» BRIEF:
Beginning with the opening line, restate the following material exactly, up through the line that contains "Addressing policy configuration.".

» RECORDS SHOWN:
# # # # #

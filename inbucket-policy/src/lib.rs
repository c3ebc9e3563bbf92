//! Recipient addressing policy.
//!
//! Classifies RCPT TO addresses for the SMTP session: whether the address is
//! syntactically acceptable, which mailbox it routes to, and whether the
//! message should actually be stored or silently discarded.

pub mod address;

pub use address::{parse_email_address, AddressError};

use serde::{Deserialize, Serialize};

/// Addressing policy configuration.
#[derive(Debug, Clone, Default, Serialize, Deserialize)]
pub struct PolicyConfig {
    /// Mail addressed to these domains is accepted on the wire but never
    /// stored. Matching is case-insensitive.
    #[serde(default)]
    pub discard_domains: Vec<String>,
}

/// Derive the mailbox name a local part routes to.
///
/// Mailbox names are case-insensitive, and plus-detail addressing
/// (`user+anything`) routes to the base mailbox.
#[must_use]
pub fn mailbox_for(local_part: &str) -> String {
    let base = local_part
        .split_once('+')
        .map_or(local_part, |(base, _detail)| base);
    base.to_ascii_lowercase()
}

/// The session's decorated view of one RCPT TO address.
#[derive(Debug, Clone, PartialEq, Eq)]
pub struct Recipient {
    address: String,
    local_part: String,
    domain: String,
    mailbox: String,
    store: bool,
}

impl Recipient {
    /// The full address as received, `local@domain`.
    #[must_use]
    pub fn address(&self) -> &str {
        &self.address
    }

    /// The local part, before the `@`.
    #[must_use]
    pub fn local_part(&self) -> &str {
        &self.local_part
    }

    /// The domain, after the `@`.
    #[must_use]
    pub fn domain(&self) -> &str {
        &self.domain
    }

    /// The mailbox this recipient routes to.
    #[must_use]
    pub fn mailbox(&self) -> &str {
        &self.mailbox
    }

    /// Whether an accepted message should be written to storage.
    #[must_use]
    pub const fn should_store(&self) -> bool {
        self.store
    }
}

/// Applies [`PolicyConfig`] to recipient addresses.
#[derive(Debug, Clone, Default)]
pub struct AddressPolicy {
    config: PolicyConfig,
}

impl AddressPolicy {
    #[must_use]
    pub fn new(config: PolicyConfig) -> Self {
        Self { config }
    }

    /// Validate a RCPT TO address and build its [`Recipient`].
    ///
    /// # Errors
    ///
    /// Returns [`AddressError`] when the address fails syntactic validation.
    pub fn new_recipient(&self, text: &str) -> Result<Recipient, AddressError> {
        let (local_part, domain) = parse_email_address(text)?;
        let store = !self
            .config
            .discard_domains
            .iter()
            .any(|d| d.eq_ignore_ascii_case(&domain));

        Ok(Recipient {
            address: text.to_string(),
            mailbox: mailbox_for(&local_part),
            local_part,
            domain,
            store,
        })
    }
}

#[cfg(test)]
mod tests {
    use super::*;

    #[test]
    fn mailbox_names_are_folded() {
        assert_eq!(mailbox_for("James"), "james");
        assert_eq!(mailbox_for("First.Last"), "first.last");
        assert_eq!(mailbox_for("user+tag"), "user");
        assert_eq!(mailbox_for("User+Tag+More"), "user");
    }

    #[test]
    fn recipient_carries_address_parts() {
        let policy = AddressPolicy::default();
        let recip = policy.new_recipient("First.Last+qa@Example.com").unwrap();

        assert_eq!(recip.address(), "First.Last+qa@Example.com");
        assert_eq!(recip.local_part(), "First.Last+qa");
        assert_eq!(recip.domain(), "Example.com");
        assert_eq!(recip.mailbox(), "first.last");
        assert!(recip.should_store());
    }

    #[test]
    fn discard_domains_suppress_storage() {
        let policy = AddressPolicy::new(PolicyConfig {
            discard_domains: vec!["bitbucket.local".to_string()],
        });

        let kept = policy.new_recipient("user@example.com").unwrap();
        assert!(kept.should_store());

        let dropped = policy.new_recipient("user@BitBucket.LOCAL").unwrap();
        assert!(!dropped.should_store());
    }

    #[test]
    fn invalid_recipient_is_rejected() {
        let policy = AddressPolicy::default();
        assert!(policy.new_recipient("not-an-address").is_err());
        assert!(policy.new_recipient("").is_err());
    }
}
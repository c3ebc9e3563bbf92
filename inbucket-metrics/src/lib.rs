//! SMTP session metrics
//!
//! Tracks the capture server's SMTP activity:
//! - Currently open connections
//! - Messages received and stored
//! - Warn/error log volume
//!
//! The counters are plain atomics updated from session workers without
//! further synchronisation; there is no export pipeline, callers read them
//! directly.

use std::sync::atomic::{AtomicI64, AtomicU64, Ordering};

/// SMTP metrics collector
#[derive(Debug)]
pub struct SmtpMetrics {
    /// Number of currently open SMTP connections
    connections_active: AtomicI64,

    /// Total number of messages stored across all recipients
    received_total: AtomicU64,

    /// Total number of warn-level session events
    warns_total: AtomicU64,

    /// Total number of error-level session events
    errors_total: AtomicU64,
}

impl SmtpMetrics {
    const fn new() -> Self {
        Self {
            connections_active: AtomicI64::new(0),
            received_total: AtomicU64::new(0),
            warns_total: AtomicU64::new(0),
            errors_total: AtomicU64::new(0),
        }
    }

    /// Record a new SMTP connection
    pub fn record_connection(&self) {
        self.connections_active.fetch_add(1, Ordering::Relaxed);
    }

    /// Record a closed SMTP connection
    pub fn record_connection_closed(&self) {
        self.connections_active.fetch_sub(1, Ordering::Relaxed);
    }

    /// Record a message stored for one recipient
    pub fn record_message_received(&self) {
        self.received_total.fetch_add(1, Ordering::Relaxed);
    }

    /// Record a warn-level session event
    pub fn record_warn(&self) {
        self.warns_total.fetch_add(1, Ordering::Relaxed);
    }

    /// Record an error-level session event
    pub fn record_error(&self) {
        self.errors_total.fetch_add(1, Ordering::Relaxed);
    }

    /// Current number of open connections
    #[must_use]
    pub fn active_connections(&self) -> i64 {
        self.connections_active.load(Ordering::Relaxed)
    }

    /// Total messages stored so far
    #[must_use]
    pub fn received(&self) -> u64 {
        self.received_total.load(Ordering::Relaxed)
    }

    /// Total warn events so far
    #[must_use]
    pub fn warns(&self) -> u64 {
        self.warns_total.load(Ordering::Relaxed)
    }

    /// Total error events so far
    #[must_use]
    pub fn errors(&self) -> u64 {
        self.errors_total.load(Ordering::Relaxed)
    }
}

/// Global metrics instance, live for the whole process
static METRICS: SmtpMetrics = SmtpMetrics::new();

/// Get a reference to the process-wide metrics instance
#[must_use]
pub fn metrics() -> &'static SmtpMetrics {
    &METRICS
}

#[cfg(test)]
mod tests {
    use super::*;

    #[test]
    fn connection_gauge_balances() {
        let m = SmtpMetrics::new();
        m.record_connection();
        m.record_connection();
        assert_eq!(m.active_connections(), 2);

        m.record_connection_closed();
        m.record_connection_closed();
        assert_eq!(m.active_connections(), 0);
    }

    #[test]
    fn totals_only_grow() {
        let m = SmtpMetrics::new();
        m.record_message_received();
        m.record_warn();
        m.record_warn();
        m.record_error();

        assert_eq!(m.received(), 1);
        assert_eq!(m.warns(), 2);
        assert_eq!(m.errors(), 1);
    }
}
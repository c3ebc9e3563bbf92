//! Syntactic validation for SMTP mailbox addresses.
//!
//! Validates the bare `local-part@domain` text extracted from MAIL FROM and
//! RCPT TO arguments, after the envelope parser has stripped the angle
//! bracket path syntax.
//!
//! The accepted grammar follows RFC 5321 section 4.1.2:
//!
//! ```text
//! Mailbox        = Local-part "@" ( Domain / address-literal )
//! Local-part     = Dot-string / Quoted-string
//! Dot-string     = Atom *("." Atom)
//! Quoted-string  = DQUOTE *QcontentSMTP DQUOTE
//! Domain         = sub-domain *("." sub-domain)
//! sub-domain     = Let-dig [Ldh-str]
//! ```
//!
//! # Size Constraints
//!
//! - Maximum mailbox length: 320 octets
//! - Maximum local-part: 64 octets
//! - Maximum domain: 255 octets

use thiserror::Error;

const MAX_MAILBOX_OCTETS: usize = 320;
const MAX_LOCAL_PART_OCTETS: usize = 64;
const MAX_DOMAIN_OCTETS: usize = 255;

/// Errors that can occur during address validation
#[derive(Debug, Clone, PartialEq, Eq, Error)]
pub enum AddressError {
    #[error("Empty address")]
    Empty,

    #[error("Mailbox exceeds {MAX_MAILBOX_OCTETS} octets")]
    MailboxTooLong,

    #[error("Local-part exceeds {MAX_LOCAL_PART_OCTETS} octets")]
    LocalPartTooLong,

    #[error("Domain exceeds {MAX_DOMAIN_OCTETS} octets")]
    DomainTooLong,

    #[error("Missing '@' separator in mailbox")]
    MissingAtSign,

    #[error("Invalid local-part: {0}")]
    InvalidLocalPart(String),

    #[error("Invalid domain: {0}")]
    InvalidDomain(String),

    #[error("Unclosed quoted string in local-part")]
    UnclosedQuotedString,
}

/// Result type for address validation
pub type Result<T> = std::result::Result<T, AddressError>;

/// Split and validate a `local-part@domain` mailbox.
///
/// Returns the local part and domain as separate strings. The local part of
/// a quoted-string mailbox is returned with its quotes intact, since they
/// are significant for routing.
///
/// # Errors
///
/// Returns `AddressError` describing the first rule the input breaks.
pub fn parse_email_address(input: &str) -> Result<(String, String)> {
    if input.is_empty() {
        return Err(AddressError::Empty);
    }
    if input.len() > MAX_MAILBOX_OCTETS {
        return Err(AddressError::MailboxTooLong);
    }

    let (local, domain) = split_mailbox(input)?;

    if local.is_empty() {
        return Err(AddressError::InvalidLocalPart("empty".to_string()));
    }
    if local.len() > MAX_LOCAL_PART_OCTETS {
        return Err(AddressError::LocalPartTooLong);
    }
    if domain.is_empty() {
        return Err(AddressError::InvalidDomain("empty".to_string()));
    }
    if domain.len() > MAX_DOMAIN_OCTETS {
        return Err(AddressError::DomainTooLong);
    }

    if local.starts_with('"') {
        validate_quoted_local(local)?;
    } else {
        validate_dot_string(local)?;
    }

    if domain.starts_with('[') {
        validate_address_literal(domain)?;
    } else {
        validate_domain(domain)?;
    }

    Ok((local.to_string(), domain.to_string()))
}

/// Locate the '@' that separates local part from domain.
///
/// For a quoted local part the separator is the first '@' after the closing
/// quote; otherwise it is the last '@' in the input, which keeps a stray
/// quoted '@' out of the domain.
fn split_mailbox(input: &str) -> Result<(&str, &str)> {
    let at = if input.starts_with('"') {
        let close = closing_quote(input)?;
        match input[close + 1..].find('@') {
            Some(idx) => close + 1 + idx,
            None => return Err(AddressError::MissingAtSign),
        }
    } else {
        input.rfind('@').ok_or(AddressError::MissingAtSign)?
    };

    Ok((&input[..at], &input[at + 1..]))
}

/// Index of the closing quote of a quoted string starting at byte 0.
fn closing_quote(input: &str) -> Result<usize> {
    let bytes = input.as_bytes();
    let mut idx = 1;
    while idx < bytes.len() {
        match bytes[idx] {
            b'\\' => idx += 2,
            b'"' => return Ok(idx),
            _ => idx += 1,
        }
    }
    Err(AddressError::UnclosedQuotedString)
}

/// RFC 5321 atext: the characters an unquoted atom may contain.
const fn is_atext(b: u8) -> bool {
    b.is_ascii_alphanumeric()
        || matches!(
            b,
            b'!' | b'#'
                | b'$'
                | b'%'
                | b'&'
                | b'\''
                | b'*'
                | b'+'
                | b'-'
                | b'/'
                | b'='
                | b'?'
                | b'^'
                | b'_'
                | b'`'
                | b'{'
                | b'|'
                | b'}'
                | b'~'
        )
}

fn validate_dot_string(local: &str) -> Result<()> {
    for atom in local.split('.') {
        if atom.is_empty() {
            return Err(AddressError::InvalidLocalPart(format!(
                "empty atom in {local:?}"
            )));
        }
        if !atom.bytes().all(is_atext) {
            return Err(AddressError::InvalidLocalPart(local.to_string()));
        }
    }
    Ok(())
}

fn validate_quoted_local(local: &str) -> Result<()> {
    let close = closing_quote(local)?;
    if close != local.len() - 1 {
        return Err(AddressError::InvalidLocalPart(format!(
            "text after quoted string in {local:?}"
        )));
    }

    let bytes = local.as_bytes();
    let mut idx = 1;
    while idx < close {
        match bytes[idx] {
            // quoted-pairSMTP: backslash followed by any ASCII graphic
            b'\\' => {
                if idx + 1 >= close || !(32..=126).contains(&bytes[idx + 1]) {
                    return Err(AddressError::InvalidLocalPart(local.to_string()));
                }
                idx += 2;
            }
            // qtextSMTP: printable ASCII except '"' and '\'
            32..=33 | 35..=91 | 93..=126 => idx += 1,
            _ => return Err(AddressError::InvalidLocalPart(local.to_string())),
        }
    }
    Ok(())
}

fn validate_domain(domain: &str) -> Result<()> {
    for label in domain.split('.') {
        if label.is_empty() {
            return Err(AddressError::InvalidDomain(format!(
                "empty label in {domain:?}"
            )));
        }
        if label.starts_with('-') || label.ends_with('-') {
            return Err(AddressError::InvalidDomain(domain.to_string()));
        }
        if !label
            .bytes()
            .all(|b| b.is_ascii_alphanumeric() || b == b'-')
        {
            return Err(AddressError::InvalidDomain(domain.to_string()));
        }
    }
    Ok(())
}

/// Bracketed address literals, e.g. `[192.168.0.1]` or `[IPv6:::1]`.
fn validate_address_literal(domain: &str) -> Result<()> {
    let inner = domain
        .strip_prefix('[')
        .and_then(|d| d.strip_suffix(']'))
        .ok_or_else(|| AddressError::InvalidDomain(domain.to_string()))?;

    if inner.is_empty()
        || !inner
            .bytes()
            .all(|b| b.is_ascii_alphanumeric() || matches!(b, b'.' | b':'))
    {
        return Err(AddressError::InvalidDomain(domain.to_string()));
    }
    Ok(())
}
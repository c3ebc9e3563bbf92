use std::sync::{Arc, LazyLock};

use inbucket_common::{internal, logging, Signal};
use inbucket_policy::{AddressPolicy, PolicyConfig};
use inbucket_smtp::{Server, SmtpConfig};
use inbucket_storage::{DeliveryManager, MemoryStore, StorageConfig, Store};
use serde::Deserialize;
use tokio::sync::broadcast;

/// Config file consulted when no path is given on the command line.
pub const DEFAULT_CONFIG: &str = "inbucket.toml";

/// The whole server, as read from the configuration file.
#[derive(Debug, Default, Deserialize)]
pub struct Inbucket {
    #[serde(default)]
    smtp: SmtpConfig,
    #[serde(default)]
    storage: StorageConfig,
    #[serde(default)]
    policy: PolicyConfig,
}

pub static SHUTDOWN_BROADCAST: LazyLock<broadcast::Sender<Signal>> = LazyLock::new(|| {
    let (sender, _receiver) = broadcast::channel(64);
    sender
});

/// Wait for ctrl-c or SIGTERM, broadcast shutdown, then let the server
/// drain; a second ctrl-c forces the select in [`Inbucket::run`] to give up.
async fn shutdown() -> anyhow::Result<()> {
    let mut terminate = tokio::signal::unix::signal(tokio::signal::unix::SignalKind::terminate())?;

    tokio::select! {
        _ = tokio::signal::ctrl_c() => {
            internal!(level = INFO, "CTRL+C entered -- enter it again to force shutdown");
        }
        _ = terminate.recv() => {
            internal!(level = INFO, "Terminate signal received, shutting down");
        }
    };

    let mut receiver = SHUTDOWN_BROADCAST.subscribe();

    SHUTDOWN_BROADCAST
        .send(Signal::Shutdown)
        .map_err(|e| anyhow::anyhow!("shutdown broadcast failed: {e}"))?;

    loop {
        tokio::select! {
            sig = receiver.recv() => {
                match sig {
                    Ok(s) => tracing::debug!("Received {s:?}"),
                    Err(broadcast::error::RecvError::Closed) => break,
                    Err(e) => tracing::debug!("Received: {e:?}"),
                }
            }

            _ = tokio::signal::ctrl_c() => {
                break;
            }
        }
    }

    Ok(())
}

impl Inbucket {
    /// Load the server definition from a TOML file.
    ///
    /// # Errors
    ///
    /// Returns an error when the file cannot be read or parsed.
    pub fn from_config(path: &str) -> anyhow::Result<Self> {
        let raw = std::fs::read_to_string(path)
            .map_err(|err| anyhow::anyhow!("unable to read config {path}: {err}"))?;
        toml::from_str(&raw).map_err(|err| anyhow::anyhow!("unable to parse config {path}: {err}"))
    }

    /// Run the server and everything it controls until shutdown.
    ///
    /// # Errors
    ///
    /// Returns an error if the listener fails to bind or accept.
    pub async fn run(self) -> anyhow::Result<()> {
        logging::init();

        internal!(level = INFO, "Inbucket starting");

        let store = Arc::new(MemoryStore::with_cap(self.storage.cap())) as Arc<dyn Store>;
        let manager = DeliveryManager::new(store);
        let policy = AddressPolicy::new(self.policy);
        let server = Server::new(self.smtp, policy, manager);

        let ret = tokio::select! {
            r = server.serve(SHUTDOWN_BROADCAST.subscribe()) => {
                r.map_err(Into::into)
            }
            r = shutdown() => {
                r
            }
        };

        internal!(level = INFO, "Shutting down...");

        ret
    }
}

#[cfg(test)]
mod tests {
    use super::*;

    #[test]
    fn full_config_parses() {
        let server: Inbucket = toml::from_str(
            r#"
            [smtp]
            addr = "127.0.0.1:2500"
            domain = "mail.test"
            max_message_bytes = 1000
            max_recipients = 2
            max_idle_secs = 60

            [storage]
            mailbox_message_cap = 100

            [policy]
            discard_domains = ["blackhole.test"]
            "#,
        )
        .unwrap();

        assert_eq!(server.smtp.domain, "mail.test");
        assert_eq!(server.smtp.max_recipients, 2);
        assert_eq!(server.storage.mailbox_message_cap, 100);
        assert_eq!(server.policy.discard_domains, ["blackhole.test"]);
    }

    #[test]
    fn empty_config_uses_defaults() {
        let server: Inbucket = toml::from_str("").unwrap();
        assert_eq!(server.smtp.domain, "inbucket");
        assert_eq!(server.smtp.addr.port(), 2500);
        assert_eq!(server.storage.mailbox_message_cap, 500);
        assert!(server.policy.discard_domains.is_empty());
    }
}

# # # # #

» RESPONSE TO THE TASK:
filename inbucket-policy/src/lib.rs
repository c3ebc9e3563bbf92
//! Recipient addressing policy.
//!
//! Classifies RCPT TO addresses for the SMTP session: whether the address is
//! syntactically acceptable, which mailbox it routes to, and whether the
//! message should actually be stored or silently discarded.

pub mod address;

pub use address::{parse_email_address, AddressError};

use serde::{Deserialize, Serialize};

/// Addressing policy configuration.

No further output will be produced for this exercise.